Caminho da sabedoria

Pedro J. Bondaczuk

A dúvida é o princípio da sabedoria”. Essa constatação, aparentemente simples, foi feita há muito tempo, na Grécia antiga, por um homem hoje reconhecido, quase que consensualmente, como “sábio” Na verdade, ele não se considerava como tal. Refiro-me ao filósofo Aristóteles, cujas idéias são tão valiosas que, mesmo passados milênios da sua morte, ainda constituem o fundamento e principal arcabouço do “edifício” da Filosofia contemporânea. Não é atitude sábia, convenhamos, aceitar o que quer que seja aprioristicamente, apenas porque alguém o “disse”, ou escreveu, sem duvidar, em momento algum, dessa afirmação, ou constatação, ou conclusão, quando não mera especulação. Esta, no entanto, é nossa tendência, até por questão de comodismo.

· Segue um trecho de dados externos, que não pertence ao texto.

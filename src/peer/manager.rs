//! Session manager
//!
//! Tracks known peer addresses, enforces the connection cap, accepts
//! inbound connections and dials discovered peers. Every session runs
//! in its own task; a failed session is logged and forgotten.

use std::collections::HashSet;
use std::net::SocketAddr;
use std::sync::atomic::{AtomicUsize, Ordering};
use std::sync::Arc;
use std::time::Duration;

use tokio::net::{TcpListener, TcpStream};
use tokio::sync::{broadcast, RwLock};
use tracing::{debug, error, info, trace, warn};

use crate::peer::session::{PeerWireSession, SessionRole};
use crate::storage::PieceStore;

/// Bounded counter for serving slots. Acquire/release is lock-free so
/// sessions can check capacity without touching the registry.
pub struct ConnectionSlots {
    max: usize,
    active: AtomicUsize,
}

impl ConnectionSlots {
    pub fn new(max: usize) -> Self {
        Self { max, active: AtomicUsize::new(0) }
    }

    /// Claim a slot, failing when all are taken
    pub fn try_acquire(&self) -> bool {
        let mut current = self.active.load(Ordering::Acquire);
        loop {
            if current >= self.max {
                return false;
            }
            match self.active.compare_exchange_weak(
                current,
                current + 1,
                Ordering::AcqRel,
                Ordering::Acquire,
            ) {
                Ok(_) => return true,
                Err(observed) => current = observed,
            }
        }
    }

    pub fn release(&self) {
        let prev = self.active.fetch_sub(1, Ordering::AcqRel);
        debug_assert!(prev > 0);
    }

    pub fn active(&self) -> usize {
        self.active.load(Ordering::Acquire)
    }

    pub fn max(&self) -> usize {
        self.max
    }
}

/// Owns the set of peer sessions for one torrent
pub struct SessionManager {
    store: Arc<PieceStore>,
    our_peer_id: [u8; 20],
    slots: Arc<ConnectionSlots>,
    /// Addresses with a live or in-progress session
    connected: RwLock<HashSet<SocketAddr>>,
    /// Pieces completed locally, relayed to every session as have frames
    completed_tx: broadcast::Sender<u32>,
    idle_timeout: Duration,
}

impl SessionManager {
    pub fn new(
        store: Arc<PieceStore>,
        our_peer_id: [u8; 20],
        max_connections: usize,
        idle_timeout: Duration,
    ) -> Arc<Self> {
        let (completed_tx, _) = broadcast::channel(64);
        Arc::new(Self {
            store,
            our_peer_id,
            slots: Arc::new(ConnectionSlots::new(max_connections)),
            connected: RwLock::new(HashSet::new()),
            completed_tx,
            idle_timeout,
        })
    }

    /// Accept inbound connections until the listener fails. Each
    /// accepted socket gets its own session task; accept errors are
    /// logged and the loop keeps going.
    pub async fn listen(self: Arc<Self>, listener: TcpListener) {
        match listener.local_addr() {
            Ok(addr) => info!("Listening for peers on {}", addr),
            Err(_) => info!("Listening for peers"),
        }

        loop {
            match listener.accept().await {
                Ok((stream, addr)) => {
                    debug!("Inbound connection from {}", addr);
                    let manager = self.clone();
                    tokio::spawn(async move {
                        manager.run_inbound(stream, addr).await;
                    });
                }
                Err(e) => {
                    warn!("Accept failed: {}", e);
                }
            }
        }
    }

    async fn run_inbound(self: Arc<Self>, stream: TcpStream, addr: SocketAddr) {
        if !self.track(addr).await {
            trace!("Already connected to {}, dropping duplicate", addr);
            return;
        }

        let mut session = PeerWireSession::from_stream(
            stream,
            addr.to_string(),
            SessionRole::Responder,
            self.store.clone(),
            self.slots.clone(),
            Some(self.completed_tx.subscribe()),
            self.idle_timeout,
        );

        let outcome = async {
            session.handshake_as_responder(self.our_peer_id).await?;
            session.run().await
        }
        .await;

        if let Err(e) = outcome {
            warn!("Session with {} ended: {}", addr, e);
        }
        self.untrack(addr).await;
    }

    /// Dial a discovered peer in a background task. Duplicates and our
    /// own listen address are skipped.
    pub async fn dial(self: &Arc<Self>, addr: SocketAddr) {
        if !self.track(addr).await {
            trace!("Already connected to {}, not dialing", addr);
            return;
        }

        let manager = self.clone();
        tokio::spawn(async move {
            let outcome = async {
                let mut session = PeerWireSession::connect(
                    addr,
                    manager.store.clone(),
                    manager.our_peer_id,
                    manager.slots.clone(),
                    Some(manager.completed_tx.subscribe()),
                    manager.idle_timeout,
                )
                .await?;
                session.run().await
            }
            .await;

            if let Err(e) = outcome {
                error!("Failed session with {}: {}", addr, e);
            }
            manager.untrack(addr).await;
        });
    }

    /// Announce a locally completed piece to every session
    pub fn broadcast_have(&self, piece_index: u32) {
        // Send only fails with no live receivers, which is fine
        let _ = self.completed_tx.send(piece_index);
    }

    async fn track(&self, addr: SocketAddr) -> bool {
        self.connected.write().await.insert(addr)
    }

    async fn untrack(&self, addr: SocketAddr) {
        self.connected.write().await.remove(&addr);
        debug!("Session with {} removed from registry", addr);
    }

    pub async fn session_count(&self) -> usize {
        self.connected.read().await.len()
    }

    pub fn slots(&self) -> &Arc<ConnectionSlots> {
        &self.slots
    }
}

#[cfg(test)]
mod tests {
    use super::*;

    #[test]
    fn test_slots_cap() {
        let slots = ConnectionSlots::new(2);
        assert!(slots.try_acquire());
        assert!(slots.try_acquire());
        assert!(!slots.try_acquire());
        assert_eq!(slots.active(), 2);

        slots.release();
        assert!(slots.try_acquire());
        assert_eq!(slots.active(), 2);
        assert_eq!(slots.max(), 2);
    }

    #[test]
    fn test_slots_zero_capacity_refuses_all() {
        let slots = ConnectionSlots::new(0);
        assert!(!slots.try_acquire());
    }
}
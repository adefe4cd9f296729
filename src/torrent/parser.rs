//! Metainfo file parser
//!
//! Hand-rolled bencode reader. The recursive-descent walk keeps byte
//! offsets so the exact span of the `info` dictionary can be hashed,
//! which a decode/re-encode cycle cannot guarantee.

use anyhow::Result;
use tracing::{debug, info, trace, warn};

use crate::error::ShareError;

/// Parser for .torrent metainfo files
pub struct MetainfoParser;

impl MetainfoParser {
    /// Parse a bencoded document, returning the root value and the byte
    /// span of the top-level `info` dictionary
    pub fn parse_document(data: &[u8]) -> Result<(BencodeValue, Option<(usize, usize)>)> {
        info!("Parsing metainfo document from {} bytes", data.len());
        trace!("Metainfo data (first 100 bytes): {:?}", &data[..data.len().min(100)]);

        let mut idx = 0;
        let mut info_span = None;
        let value = Self::parse_root(data, &mut idx, &mut info_span)?;

        if idx != data.len() {
            warn!("Parsed {}/{} bytes, trailing data ignored", idx, data.len());
        }

        Ok((value, info_span))
    }

    /// Parse the root dictionary, recording where the `info` value starts
    /// and ends in the source buffer
    fn parse_root(
        data: &[u8],
        idx: &mut usize,
        info_span: &mut Option<(usize, usize)>,
    ) -> Result<BencodeValue> {
        if data.first() != Some(&b'd') {
            return Err(ShareError::parse_error("Metainfo root must be a dictionary").into());
        }

        *idx += 1;
        let mut dict = std::collections::BTreeMap::new();
        while *idx < data.len() && data[*idx] != b'e' {
            let key = match Self::parse_value(data, idx)? {
                BencodeValue::Bytes(b) => b,
                _ => return Err(ShareError::parse_error("Dictionary key must be bytes").into()),
            };
            let value_start = *idx;
            let value = Self::parse_value(data, idx)?;
            if key.as_slice() == b"info" {
                *info_span = Some((value_start, *idx));
            }
            dict.insert(key, value);
        }
        if *idx >= data.len() {
            return Err(ShareError::parse_error("Unterminated root dictionary").into());
        }
        *idx += 1; // skip 'e'

        debug!("Parsed root dictionary with {} keys", dict.len());
        Ok(BencodeValue::Dict(dict))
    }

    pub(crate) fn parse_value(data: &[u8], idx: &mut usize) -> Result<BencodeValue> {
        if *idx >= data.len() {
            return Err(ShareError::parse_error("Unexpected end of data").into());
        }

        let byte = data[*idx];

        match byte {
            b'i' => {
                // Integer
                *idx += 1;
                let end = data[*idx..].iter().position(|&b| b == b'e')
                    .ok_or_else(|| ShareError::parse_error("Unterminated integer"))? + *idx;
                let num_str = std::str::from_utf8(&data[*idx..end])
                    .map_err(|e| ShareError::parse_error_with_source("Non-UTF8 integer", e.to_string()))?;
                let value: i64 = num_str.parse()
                    .map_err(|e: std::num::ParseIntError| {
                        ShareError::parse_error_with_source("Invalid integer", e.to_string())
                    })?;
                *idx = end + 1;
                Ok(BencodeValue::Int(value))
            }
            b'l' => {
                // List
                *idx += 1;
                let mut list = Vec::new();
                while *idx < data.len() && data[*idx] != b'e' {
                    list.push(Self::parse_value(data, idx)?);
                }
                if *idx >= data.len() {
                    return Err(ShareError::parse_error("Unterminated list").into());
                }
                *idx += 1; // skip 'e'
                Ok(BencodeValue::List(list))
            }
            b'd' => {
                // Dictionary
                *idx += 1;
                let mut dict = std::collections::BTreeMap::new();
                while *idx < data.len() && data[*idx] != b'e' {
                    let key = match Self::parse_value(data, idx)? {
                        BencodeValue::Bytes(b) => b,
                        _ => return Err(ShareError::parse_error("Dictionary key must be bytes").into()),
                    };
                    let value = Self::parse_value(data, idx)?;
                    dict.insert(key, value);
                }
                if *idx >= data.len() {
                    return Err(ShareError::parse_error("Unterminated dictionary").into());
                }
                *idx += 1; // skip 'e'
                Ok(BencodeValue::Dict(dict))
            }
            b'0'..=b'9' => {
                // Byte string
                let colon = data[*idx..].iter().position(|&b| b == b':')
                    .ok_or_else(|| ShareError::parse_error("Unterminated string length"))? + *idx;
                let len_str = std::str::from_utf8(&data[*idx..colon])
                    .map_err(|e| ShareError::parse_error_with_source("Non-UTF8 string length", e.to_string()))?;
                let length: usize = len_str.parse()
                    .map_err(|e: std::num::ParseIntError| {
                        ShareError::parse_error_with_source("Invalid string length", e.to_string())
                    })?;
                *idx = colon + 1;
                let start = *idx;
                if start + length > data.len() {
                    return Err(ShareError::parse_error("String extends past end of data").into());
                }
                *idx += length;
                Ok(BencodeValue::Bytes(data[start..*idx].to_vec()))
            }
            _ => Err(ShareError::parse_error(format!("Unknown bencode type: {}", byte)).into()),
        }
    }
}

/// Bencode value
#[derive(Debug, Clone)]
pub enum BencodeValue {
    Int(i64),
    Bytes(Vec<u8>),
    List(Vec<BencodeValue>),
    Dict(std::collections::BTreeMap<Vec<u8>, BencodeValue>),
}

impl BencodeValue {
    pub fn as_int(&self) -> Option<i64> {
        match self {
            BencodeValue::Int(i) => Some(*i),
            _ => None,
        }
    }

    pub fn as_bytes(&self) -> Option<&[u8]> {
        match self {
            BencodeValue::Bytes(b) => Some(b),
            _ => None,
        }
    }

    pub fn as_dict(&self) -> Option<&std::collections::BTreeMap<Vec<u8>, BencodeValue>> {
        match self {
            BencodeValue::Dict(d) => Some(d),
            _ => None,
        }
    }
}

#[cfg(test)]
mod tests {
    use super::*;

    #[test]
    fn test_parse_bencode_int() {
        let data = b"i42e";
        let mut idx = 0;
        let value = MetainfoParser::parse_value(data, &mut idx).unwrap();
        assert_eq!(value.as_int(), Some(42));
    }

    #[test]
    fn test_parse_bencode_string() {
        let data = b"4:test";
        let mut idx = 0;
        let value = MetainfoParser::parse_value(data, &mut idx).unwrap();
        assert_eq!(value.as_bytes(), Some(b"test".as_ref()));
    }

    #[test]
    fn test_parse_bencode_dict() {
        let data = b"d4:testi42ee";
        let mut idx = 0;
        let value = MetainfoParser::parse_value(data, &mut idx).unwrap();
        assert!(value.as_dict().is_some());
    }

    #[test]
    fn test_parse_truncated_string_fails() {
        let data = b"10:short";
        let mut idx = 0;
        assert!(MetainfoParser::parse_value(data, &mut idx).is_err());
    }

    #[test]
    fn test_info_span_covers_exact_dict() {
        let data = b"d8:announce3:url4:infod4:name1:a6:lengthi1eee";
        let (_, span) = MetainfoParser::parse_document(data).unwrap();
        let (start, end) = span.unwrap();
        assert_eq!(&data[start..start + 1], b"d");
        assert_eq!(&data[end - 1..end], b"e");
        assert_eq!(&data[start..end], b"d4:name1:a6:lengthi1ee".as_ref());
    }

    #[test]
    fn test_non_dict_root_fails() {
        let data = b"l4:teste";
        assert!(MetainfoParser::parse_document(data).is_err());
    }
}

É mister que não se confunda sabedoria com acúmulo de informação, com cultura, com assimilação de conhecimentos, digamos, “enciclopédicos”, quer por leitura, quer por se freqüentar bancos escolares nos mais diversos níveis. Para ser sábio, não é necessário que o indivíduo seja sequer letrado. Aliás, há muitos que nem mesmo sabem ler e escrever e, ainda assim, ostentam essa condição. É necessário enxergar além das aparências, ter raciocínio lógico e disposição para testar todo o conhecimento estatuído. E, para isso, se faz indispensável utilizar o “instrumento” deflagrador do processo de raciocínio proposto por Aristóteles: a dúvida.

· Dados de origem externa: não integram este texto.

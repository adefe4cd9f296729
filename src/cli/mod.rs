//! CLI module
//!
//! Command-line interface for the sharing node.

pub mod args;
pub mod config;

pub use args::CliArgs;
pub use config::Config;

Certamente não conseguiremos eliminar todos os pontos obscuros, intrigantes e duvidosos com que toparmos, os transformando, num passe de mágica, em convicções, em coisas comprovadas, em certezas. Ninguém jamais conseguiu essa façanha. Duvido que alguém o consiga. Por que? Pela complexidade deste mistério que é a vida. Em virtude do mistério de tudo o que nos cerca, principalmente de nós mesmos, neste universo indimensionável, possivelmente infinito, em que um dia fomos lançados, sem sabermos sequer com que finalidade, se é que exista alguma.      

“Quer dizer, então, que a sabedoria nos é inacessível?”, pode perguntar o aflito leitor. Não foi  o que eu escrevi.Todos nós temos, em algum momento da vida, súbito “lampejo” dela. E esse inesperado raio de luz varia, em intensidade e duração, de pessoa para pessoa. Alguns se esmeram em buscar detalhes dessa centelha divina. Desenvolvem, por exemplo, o hábito da meditação. Questionam, estudam, pesquisam, perquirem e lêem (caso saibam ler). E... se tornam sábios, ou se aproximam dessa condição.

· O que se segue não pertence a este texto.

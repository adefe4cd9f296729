//! KRPC messages
//!
//! Bencoded UDP datagrams with the `t`/`y` envelope: `y` is "q" for
//! queries (method name in `q`, arguments in `a`), "r" for responses
//! (fields in `r`) and "e" for errors. Node ids and info-hashes travel
//! hex-encoded; peer addresses travel as `ip:port` strings.

use std::fmt;
use std::net::SocketAddr;

use anyhow::Result;
use rand::Rng;
use serde::{Deserialize, Serialize};

use crate::error::ShareError;

/// Random 160-bit node identity
#[derive(Debug, Clone, Copy, PartialEq, Eq, Hash)]
pub struct NodeId(pub [u8; 20]);

impl NodeId {
    pub fn random() -> Self {
        let mut id = [0u8; 20];
        rand::thread_rng().fill(&mut id);
        NodeId(id)
    }

    pub fn as_bytes(&self) -> &[u8; 20] {
        &self.0
    }

    pub fn to_hex(&self) -> String {
        hex::encode(self.0)
    }

    pub fn from_hex(s: &str) -> Option<Self> {
        let bytes = hex::decode(s).ok()?;
        let id: [u8; 20] = bytes.try_into().ok()?;
        Some(NodeId(id))
    }
}

impl fmt::Display for NodeId {
    fn fmt(&self, f: &mut fmt::Formatter<'_>) -> fmt::Result {
        write!(f, "{}", self.to_hex())
    }
}

/// The four KRPC methods
#[derive(Debug, Clone, Copy, PartialEq, Eq)]
pub enum KrpcKind {
    Ping,
    FindNode,
    GetPeers,
    AnnouncePeer,
}

impl KrpcKind {
    pub fn as_str(&self) -> &'static str {
        match self {
            KrpcKind::Ping => "ping",
            KrpcKind::FindNode => "find_node",
            KrpcKind::GetPeers => "get_peers",
            KrpcKind::AnnouncePeer => "announce_peer",
        }
    }

    pub fn from_str(s: &str) -> Option<Self> {
        match s {
            "ping" => Some(KrpcKind::Ping),
            "find_node" => Some(KrpcKind::FindNode),
            "get_peers" => Some(KrpcKind::GetPeers),
            "announce_peer" => Some(KrpcKind::AnnouncePeer),
            _ => None,
        }
    }
}

impl fmt::Display for KrpcKind {
    fn fmt(&self, f: &mut fmt::Formatter<'_>) -> fmt::Result {
        write!(f, "{}", self.as_str())
    }
}

/// Flattened argument dictionary shared by queries (`a`) and
/// responses (`r`); each method reads the fields it needs
#[derive(Debug, Clone, Default, Serialize, Deserialize)]
#[serde(default)]
pub struct KrpcArgs {
    #[serde(skip_serializing_if = "Option::is_none")]
    pub id: Option<String>,
    #[serde(skip_serializing_if = "Option::is_none")]
    pub info_hash: Option<String>,
    #[serde(skip_serializing_if = "Option::is_none")]
    pub target: Option<String>,
    #[serde(skip_serializing_if = "Option::is_none")]
    pub port: Option<u16>,
    #[serde(skip_serializing_if = "Option::is_none")]
    pub token: Option<String>,
    /// Contact addresses, `ip:port` per entry
    #[serde(skip_serializing_if = "Option::is_none")]
    pub nodes: Option<Vec<String>>,
    /// Peer addresses for a torrent, `ip:port` per entry
    #[serde(skip_serializing_if = "Option::is_none")]
    pub values: Option<Vec<String>>,
}

/// Wire-shape envelope, serialized with serde_bencode
#[derive(Debug, Clone, Serialize, Deserialize)]
struct KrpcEnvelope {
    t: String,
    y: String,
    #[serde(skip_serializing_if = "Option::is_none", default)]
    q: Option<String>,
    #[serde(skip_serializing_if = "Option::is_none", default)]
    a: Option<KrpcArgs>,
    #[serde(skip_serializing_if = "Option::is_none", default)]
    r: Option<KrpcArgs>,
    #[serde(skip_serializing_if = "Option::is_none", default)]
    e: Option<(i64, String)>,
}

/// Decoded datagram body
#[derive(Debug, Clone)]
pub enum KrpcPayload {
    Query { kind: KrpcKind, args: KrpcArgs },
    Response { args: KrpcArgs },
    Error { code: i64, message: String },
}

/// One KRPC datagram: transaction id plus payload
#[derive(Debug, Clone)]
pub struct KrpcDatagram {
    pub transaction_id: String,
    pub payload: KrpcPayload,
}

impl KrpcDatagram {
    pub fn query(transaction_id: String, kind: KrpcKind, args: KrpcArgs) -> Self {
        Self { transaction_id, payload: KrpcPayload::Query { kind, args } }
    }

    pub fn response(transaction_id: String, args: KrpcArgs) -> Self {
        Self { transaction_id, payload: KrpcPayload::Response { args } }
    }

    pub fn error(transaction_id: String, code: i64, message: String) -> Self {
        Self { transaction_id, payload: KrpcPayload::Error { code, message } }
    }

    pub fn encode(&self) -> Result<Vec<u8>> {
        let envelope = match &self.payload {
            KrpcPayload::Query { kind, args } => KrpcEnvelope {
                t: self.transaction_id.clone(),
                y: "q".to_string(),
                q: Some(kind.as_str().to_string()),
                a: Some(args.clone()),
                r: None,
                e: None,
            },
            KrpcPayload::Response { args } => KrpcEnvelope {
                t: self.transaction_id.clone(),
                y: "r".to_string(),
                q: None,
                a: None,
                r: Some(args.clone()),
                e: None,
            },
            KrpcPayload::Error { code, message } => KrpcEnvelope {
                t: self.transaction_id.clone(),
                y: "e".to_string(),
                q: None,
                a: None,
                r: None,
                e: Some((*code, message.clone())),
            },
        };
        serde_bencode::ser::to_bytes(&envelope)
            .map_err(|e| ShareError::dht_error_with_node("Failed to encode datagram", e.to_string()).into())
    }

    pub fn decode(data: &[u8]) -> Result<Self> {
        let envelope: KrpcEnvelope = serde_bencode::de::from_bytes(data)?;

        let payload = match envelope.y.as_str() {
            "q" => {
                let name = envelope.q.ok_or_else(|| {
                    ShareError::dht_error("Query datagram without a method name")
                })?;
                let kind = KrpcKind::from_str(&name).ok_or_else(|| {
                    ShareError::dht_error_with_node("Unknown query method", name.clone())
                })?;
                KrpcPayload::Query { kind, args: envelope.a.unwrap_or_default() }
            }
            "r" => KrpcPayload::Response { args: envelope.r.unwrap_or_default() },
            "e" => {
                let (code, message) = envelope.e.unwrap_or((201, "unspecified".to_string()));
                KrpcPayload::Error { code, message }
            }
            other => {
                return Err(ShareError::dht_error_with_node(
                    "Unknown datagram type",
                    other.to_string(),
                )
                .into())
            }
        };

        Ok(Self { transaction_id: envelope.t, payload })
    }
}

/// Random 4-byte transaction id, hex-encoded
pub fn generate_transaction_id() -> String {
    let id: u32 = rand::thread_rng().gen();
    hex::encode(id.to_be_bytes())
}

/// Render peer addresses as `ip:port` strings for the wire
pub fn encode_peer_list(addrs: &[SocketAddr]) -> Vec<String> {
    addrs.iter().map(|a| a.to_string()).collect()
}

/// Parse `ip:port` strings back to addresses, skipping malformed ones
pub fn decode_peer_list(values: &[String]) -> Vec<SocketAddr> {
    values.iter().filter_map(|v| v.parse().ok()).collect()
}

#[cfg(test)]
mod tests {
    use super::*;

    #[test]
    fn test_node_id_hex_round_trip() {
        let id = NodeId::random();
        assert_eq!(NodeId::from_hex(&id.to_hex()), Some(id));
        assert_eq!(id.to_hex().len(), 40);
    }

    #[test]
    fn test_node_id_rejects_bad_hex() {
        assert!(NodeId::from_hex("zz").is_none());
        assert!(NodeId::from_hex("abcd").is_none());
    }

    #[test]
    fn test_query_round_trip() {
        let args = KrpcArgs {
            id: Some(NodeId::random().to_hex()),
            info_hash: Some(hex::encode([7u8; 20])),
            ..Default::default()
        };
        let datagram = KrpcDatagram::query("ab12".to_string(), KrpcKind::GetPeers, args);
        let bytes = datagram.encode().unwrap();

        let decoded = KrpcDatagram::decode(&bytes).unwrap();
        assert_eq!(decoded.transaction_id, "ab12");
        match decoded.payload {
            KrpcPayload::Query { kind, args } => {
                assert_eq!(kind, KrpcKind::GetPeers);
                assert_eq!(args.info_hash, Some(hex::encode([7u8; 20])));
            }
            other => panic!("expected query, got {:?}", other),
        }
    }

    #[test]
    fn test_response_round_trip() {
        let args = KrpcArgs {
            id: Some(NodeId::random().to_hex()),
            token: Some("tok".to_string()),
            values: Some(vec!["127.0.0.1:6881".to_string()]),
            ..Default::default()
        };
        let datagram = KrpcDatagram::response("cd34".to_string(), args);
        let bytes = datagram.encode().unwrap();

        let decoded = KrpcDatagram::decode(&bytes).unwrap();
        match decoded.payload {
            KrpcPayload::Response { args } => {
                assert_eq!(args.token.as_deref(), Some("tok"));
                assert_eq!(args.values, Some(vec!["127.0.0.1:6881".to_string()]));
            }
            other => panic!("expected response, got {:?}", other),
        }
    }

    #[test]
    fn test_error_round_trip() {
        let datagram = KrpcDatagram::error("ef56".to_string(), 203, "bad token".to_string());
        let bytes = datagram.encode().unwrap();

        let decoded = KrpcDatagram::decode(&bytes).unwrap();
        match decoded.payload {
            KrpcPayload::Error { code, message } => {
                assert_eq!(code, 203);
                assert_eq!(message, "bad token");
            }
            other => panic!("expected error, got {:?}", other),
        }
    }

    #[test]
    fn test_unknown_method_rejected() {
        let envelope = KrpcEnvelope {
            t: "xx".to_string(),
            y: "q".to_string(),
            q: Some("made_up".to_string()),
            a: Some(KrpcArgs::default()),
            r: None,
            e: None,
        };
        let bytes = serde_bencode::ser::to_bytes(&envelope).unwrap();
        assert!(KrpcDatagram::decode(&bytes).is_err());
    }

    #[test]
    fn test_garbage_datagram_rejected() {
        assert!(KrpcDatagram::decode(b"not bencode at all").is_err());
    }

    #[test]
    fn test_transaction_ids_differ() {
        assert_ne!(generate_transaction_id(), generate_transaction_id());
        assert_eq!(generate_transaction_id().len(), 8);
    }

    #[test]
    fn test_peer_list_round_trip() {
        let addrs: Vec<SocketAddr> =
            vec!["10.0.0.1:6881".parse().unwrap(), "192.168.1.2:7000".parse().unwrap()];
        let encoded = encode_peer_list(&addrs);
        assert_eq!(decode_peer_list(&encoded), addrs);
    }

    #[test]
    fn test_peer_list_skips_malformed() {
        let values = vec!["10.0.0.1:6881".to_string(), "bogus".to_string()];
        assert_eq!(decode_peer_list(&values).len(), 1);
    }
}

A maioria, porém, fica comodamente à espera de novos lampejos. Às vezes eles se repetem mesmo, porém são raras e incertas essas repetições. Na maioria das vezes, eles acabam por não se manifestar jamais. Dessa forma, por comodismo, preguiça, incúria, entre outras coisas, essas pessoas perdem a oportunidade, para elas única, de chegar à fonte da sabedoria. Ressalte-se, reitero, que saber não implica, necessariamente, em conhecer, embora seja o princípio do conhecimento. Trata-se da informação bruta sobre um fato, conceito ou  coisa, sem o devido detalhamento.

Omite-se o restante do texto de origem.